In WS2K8, that 20-second countdown has been replaced with a service that will keep applications given the signal all the time they need to shut down, as long as they continually signal back that they're indeed shutting down. Russinovich said developers were skeptical at first about whether this new procedure ceded too much power to applications; but in practice, they decided the cleaner overall shutdowns were worth the trade-offs.
#9: Parallel session creation. "Prior to Server 2008, session creation was a serial operation," Russinovich reminded us. "If you've got a Terminal Server system, or you've got a home system where you're logging into more than one user at the same time, those are sessions. And the serialization of the session initialization caused a bottleneck on large Terminal Services systems. So Monday morning, everybody gets to work, they all log onto their Terminal Services system like a few hundred people supported by the system, and they've all got to wait in line to have their session initialized, because of the way session initialization was architected."
The new session model in both Vista and WS2K8 can initiate at least four sessions in parallel, or even more if a server has more than four processors. "If you've got a Vista machine where this architecture change actually was introduced, and you've got multiple Media Center extenders, those media center extenders are going to be able to connect up to the Media Center in parallel," he added. "So if you have a media center at home, and you send all their kids to their rooms and they all turn on their media extenders at the same time, they're going to be streaming media faster from their Vista machines then if you had Media Center on a XP machine."
#10: The self-healing NTFS file system. Ever since the days of DOS, an error in the file system meant that a volume had to be taken offline for it to be remedied. In WS2K8, a new system service works in the background that can detect a file system error, and perform a healing process without anyone taking the server down.

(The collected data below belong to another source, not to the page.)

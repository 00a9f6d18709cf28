//! `KeyedGraph`: a graph wrapper addressing vertices by user-chosen keys.

use crate::algorithm::DegeneracyOrdering;
use crate::error::GraphError;
use crate::graph::*;
use crate::solver::{MaxCliqueSolver, SolverError};
use ahash::RandomState;
use bimap::BiHashMap;
use std::collections::BTreeSet;
use std::hash::Hash;

/// A graph wrapper over either directed or undirected low-level graphs
/// that lets vertices be addressed by keys.
///
/// * `G`: the underlying graph, directed by default.
/// * `K`: vertex keys; any totally-ordered, hashable, cloneable value.
///   There is a 1-1 mapping between keys and vertex ID's.
///
/// The wrapper keeps the graph simple: `add_vertex` on a present key is a
/// no-op, `add_edge` replaces an existing edge between the same endpoints,
/// and self-loops are rejected. Operations referencing an absent key fail
/// with [GraphError::NotFound].
pub struct KeyedGraph<K, G = directed::TreeBackedGraph>
where
    K: Hash + Eq,
{
    lower_graph: G,
    vertex_keys: BiHashMap<VertexId, K, RandomState, RandomState>,
}

impl<K, G> DirectedOrNot for KeyedGraph<K, G>
where
    K: Hash + Eq,
    G: DirectedOrNot,
{
    const DIRECTED_OR_NOT: bool = G::DIRECTED_OR_NOT;
}

impl<K, G> Clone for KeyedGraph<K, G>
where
    K: Hash + Eq + Clone,
    G: Clone,
{
    fn clone(&self) -> Self {
        Self {
            lower_graph: self.lower_graph.clone(),
            vertex_keys: self.vertex_keys.clone(),
        }
    }
}

impl<K, G> Default for KeyedGraph<K, G>
where
    K: Hash + Eq + Clone + std::fmt::Debug,
    G: GrowableGraph,
{
    fn default() -> Self {
        Self::new()
    }
}

impl<K, G> KeyedGraph<K, G>
where
    K: Hash + Eq,
{
    /// Gets the low-level ID of a key.
    pub fn vertex_id_by_key(&self, key: &K) -> Option<VertexId> {
        self.vertex_keys.get_by_right(key).copied()
    }

    /// Gets the key of a low-level ID.
    pub fn vertex_key_by_id(&self, vid: &VertexId) -> Option<&K> {
        self.vertex_keys.get_by_left(vid)
    }
}

impl<K, G> KeyedGraph<K, G>
where
    K: Hash + Eq + Clone + std::fmt::Debug,
    G: GrowableGraph,
{
    pub fn new() -> Self {
        Self {
            lower_graph: G::new(),
            vertex_keys: BiHashMap::with_hashers(RandomState::new(), RandomState::new()),
        }
    }

    /// Adds a vertex under `key` if absent; a no-op otherwise.
    pub fn add_vertex(&mut self, key: &K) -> VertexId {
        if let Some(vid) = self.vertex_keys.get_by_right(key) {
            *vid
        } else {
            let vid = self.lower_graph.add_vertex();
            self.vertex_keys.insert(vid, key.clone());
            vid
        }
    }
}

impl<K, G> KeyedGraph<K, G>
where
    K: Hash + Eq + Clone + std::fmt::Debug,
    G: GrowableGraph + QueryableGraph + EdgeShrinkableGraph,
{
    /// Adds an edge with the default weight of 1.0, creating either
    /// endpoint as needed.
    pub fn add_edge(&mut self, source: &K, sink: &K) -> Result<EdgeId, GraphError> {
        self.add_weighted_edge(source, sink, 1.0)
    }

    /// Adds an edge, creating either endpoint as needed. An existing edge
    /// between the same endpoints is replaced, so at most one edge joins a
    /// pair of keys.
    pub fn add_weighted_edge(
        &mut self,
        source: &K,
        sink: &K,
        weight: f64,
    ) -> Result<EdgeId, GraphError> {
        if source == sink {
            return Err(GraphError::InvalidArgument(format!(
                "self-loop on {:?}",
                source
            )));
        }
        if weight < 0.0 {
            return Err(GraphError::InvalidArgument(format!(
                "negative weight {} on {:?} -> {:?}",
                weight, source, sink
            )));
        }
        let src = self.add_vertex(source);
        let snk = self.add_vertex(sink);
        let stale: Vec<EdgeId> = self
            .lower_graph
            .edges_connecting(&src, &snk)
            .map(|e| e.id)
            .collect();
        for eid in stale {
            self.lower_graph.remove_edge(&eid);
        }
        Ok(self.lower_graph.add_weighted_edge(src, snk, weight))
    }
}

impl<K, G> KeyedGraph<K, G>
where
    K: Hash + Eq + Clone + std::fmt::Debug,
    G: VertexShrinkableGraph,
{
    /// Removes a vertex and every edge incident on it.
    pub fn remove_vertex(&mut self, key: &K) -> Result<Vec<Edge>, GraphError> {
        let vid = self
            .vertex_id_by_key(key)
            .ok_or_else(|| GraphError::NotFound(format!("{:?}", key)))?;
        let removed: Vec<Edge> = self.lower_graph.remove_vertex(&vid).collect();
        self.vertex_keys.remove_by_left(&vid);
        Ok(removed)
    }
}

impl<K, G> KeyedGraph<K, G>
where
    K: Hash + Eq + Clone + std::fmt::Debug,
    G: QueryableGraph,
{
    fn require(&self, key: &K) -> Result<VertexId, GraphError> {
        self.vertex_id_by_key(key)
            .ok_or_else(|| GraphError::NotFound(format!("{:?}", key)))
    }

    pub fn vertex_size(&self) -> usize {
        self.vertex_keys.len()
    }

    pub fn edge_size(&self) -> usize {
        self.lower_graph.edge_size()
    }

    pub fn contains_vertex(&self, key: &K) -> bool {
        self.vertex_keys.contains_right(key)
    }

    /// Iteration over all vertex keys.
    pub fn iter_vertices(&self) -> Box<dyn Iterator<Item = &K> + '_> {
        let it = self
            .lower_graph
            .iter_vertices()
            .map(|vid| self.vertex_keys.get_by_left(&vid).unwrap());
        Box::new(it)
    }

    /// Iteration over all edges as `(source key, sink key, weight)`.
    pub fn iter_edges(&self) -> Box<dyn Iterator<Item = (&K, &K, f64)> + '_> {
        let it = self.lower_graph.iter_edges().map(|e| {
            (
                self.vertex_keys.get_by_left(&e.source).unwrap(),
                self.vertex_keys.get_by_left(&e.sink).unwrap(),
                e.weight,
            )
        });
        Box::new(it)
    }

    pub fn degree(&self, key: &K) -> Result<usize, GraphError> {
        let vid = self.require(key)?;
        Ok(self.lower_graph.degree(&vid))
    }

    pub fn has_neighbor(&self, a: &K, b: &K) -> Result<bool, GraphError> {
        let va = self.require(a)?;
        let vb = self.require(b)?;
        Ok(self.lower_graph.has_neighbor(&va, &vb))
    }

    /// Keys adjacent to `key`.
    pub fn neighbors(&self, key: &K) -> Result<Vec<&K>, GraphError> {
        let vid = self.require(key)?;
        Ok(self
            .lower_graph
            .neighbors(&vid)
            .iter()
            .map(|u| self.vertex_keys.get_by_left(u).unwrap())
            .collect())
    }

    pub fn is_clique(&self) -> bool {
        self.lower_graph.is_clique()
    }

    pub fn density(&self) -> f64 {
        self.lower_graph.density()
    }

    /// Removal order by repeatedly taking the minimum-degree vertex.
    pub fn degeneracy_ordering(&self) -> Vec<K> {
        self.lower_graph
            .degeneracy_ordering()
            .into_iter()
            .map(|vid| self.vertex_keys.get_by_left(&vid).unwrap().clone())
            .collect()
    }
}

impl<K> KeyedGraph<K, undirected::TreeBackedGraph>
where
    K: Hash + Eq + Ord + Clone + std::fmt::Debug,
{
    fn wrap(&self, lower: undirected::TreeBackedGraph) -> Self {
        let mut vertex_keys = BiHashMap::with_hashers(RandomState::new(), RandomState::new());
        for vid in lower.iter_vertices() {
            let key = self.vertex_keys.get_by_left(&vid).unwrap().clone();
            vertex_keys.insert(vid, key);
        }
        Self {
            lower_graph: lower,
            vertex_keys,
        }
    }

    fn keys_of(&self, vids: impl IntoIterator<Item = VertexId>) -> Vec<K> {
        let mut keys: Vec<K> = vids
            .into_iter()
            .map(|vid| self.vertex_keys.get_by_left(&vid).unwrap().clone())
            .collect();
        keys.sort();
        keys
    }

    /// The induced subgraph on the given keys, as a fresh deep copy.
    pub fn subset(&self, keys: impl IntoIterator<Item = K>) -> Result<Self, GraphError> {
        let mut keep = BTreeSet::new();
        for key in keys {
            keep.insert(self.require(&key)?);
        }
        Ok(self.wrap(self.lower_graph.subset(&keep)))
    }

    /// The induced subgraph on `key`, its neighbors, and all edges among them.
    pub fn neighborhood(&self, key: &K) -> Result<Self, GraphError> {
        let vid = self.require(key)?;
        Ok(self.wrap(self.lower_graph.neighborhood(&vid)))
    }

    /// As [neighborhood](Self::neighborhood), seeded by several keys at once.
    pub fn neighborhood_of(
        &self,
        keys: impl IntoIterator<Item = K>,
    ) -> Result<Self, GraphError> {
        let mut seeds = vec![];
        for key in keys {
            seeds.push(self.require(&key)?);
        }
        Ok(self.wrap(self.lower_graph.neighborhood_of(seeds)))
    }

    /// The graph on the same keys whose edges are exactly the non-edges
    /// of this one.
    pub fn complement(&self) -> Self {
        self.wrap(self.lower_graph.complement())
    }

    /// A maximum clique of this graph, as sorted keys.
    pub fn max_clique(&self, solver: &impl MaxCliqueSolver) -> Result<Vec<K>, SolverError> {
        let found = solver.find_max_clique(&self.lower_graph)?;
        Ok(self.keys_of(found.vertices()))
    }

    /// A maximum independent set, as sorted keys.
    pub fn max_independent_set(
        &self,
        solver: &impl MaxCliqueSolver,
    ) -> Result<Vec<K>, SolverError> {
        Ok(self.keys_of(solver.max_independent_set(&self.lower_graph)?))
    }

    /// A minimum vertex cover, as sorted keys.
    pub fn min_vertex_cover(&self, solver: &impl MaxCliqueSolver) -> Result<Vec<K>, SolverError> {
        Ok(self.keys_of(solver.min_vertex_cover(&self.lower_graph)?))
    }

    /// A greedy partition of the keys into cliques.
    pub fn clique_partition(
        &self,
        solver: &impl MaxCliqueSolver,
    ) -> Result<Vec<Vec<K>>, SolverError> {
        Ok(solver
            .clique_partition(&self.lower_graph)?
            .into_iter()
            .map(|part| self.keys_of(part))
            .collect())
    }

    /// A greedy partition of the keys into independent sets.
    pub fn independent_set_partition(
        &self,
        solver: &impl MaxCliqueSolver,
    ) -> Result<Vec<Vec<K>>, SolverError> {
        Ok(solver
            .independent_set_partition(&self.lower_graph)?
            .into_iter()
            .map(|part| self.keys_of(part))
            .collect())
    }
}

impl<K, G> std::fmt::Debug for KeyedGraph<K, G>
where
    K: Hash + Eq + std::fmt::Debug,
    G: QueryableGraph,
{
    fn fmt(&self, f: &mut std::fmt::Formatter<'_>) -> std::fmt::Result {
        for v in self.lower_graph.iter_vertices() {
            writeln!(f, "{:?}", self.vertex_keys.get_by_left(&v).unwrap())?;
            for e in self.lower_graph.out_edges(&v) {
                writeln!(
                    f,
                    "  --({})-> {:?}",
                    e.weight,
                    self.vertex_keys.get_by_left(&e.sink).unwrap()
                )?;
            }
        }
        Ok(())
    }
}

"So if there's a corruption detected someplace in the data structure, an NTFS worker thread is spawned," Russinovich explained, "and that worker thread goes off and performs a localized fix-up of those data structures. The only effect that an application would see is that files would be unavailable for the period of time that it was trying to access, had been corrupted. If it retried later after the corruption was healed, then it would succeed. But the system never has to come down, so there's no reason to have to reboot the system and perform a low-level CHKDSK offline."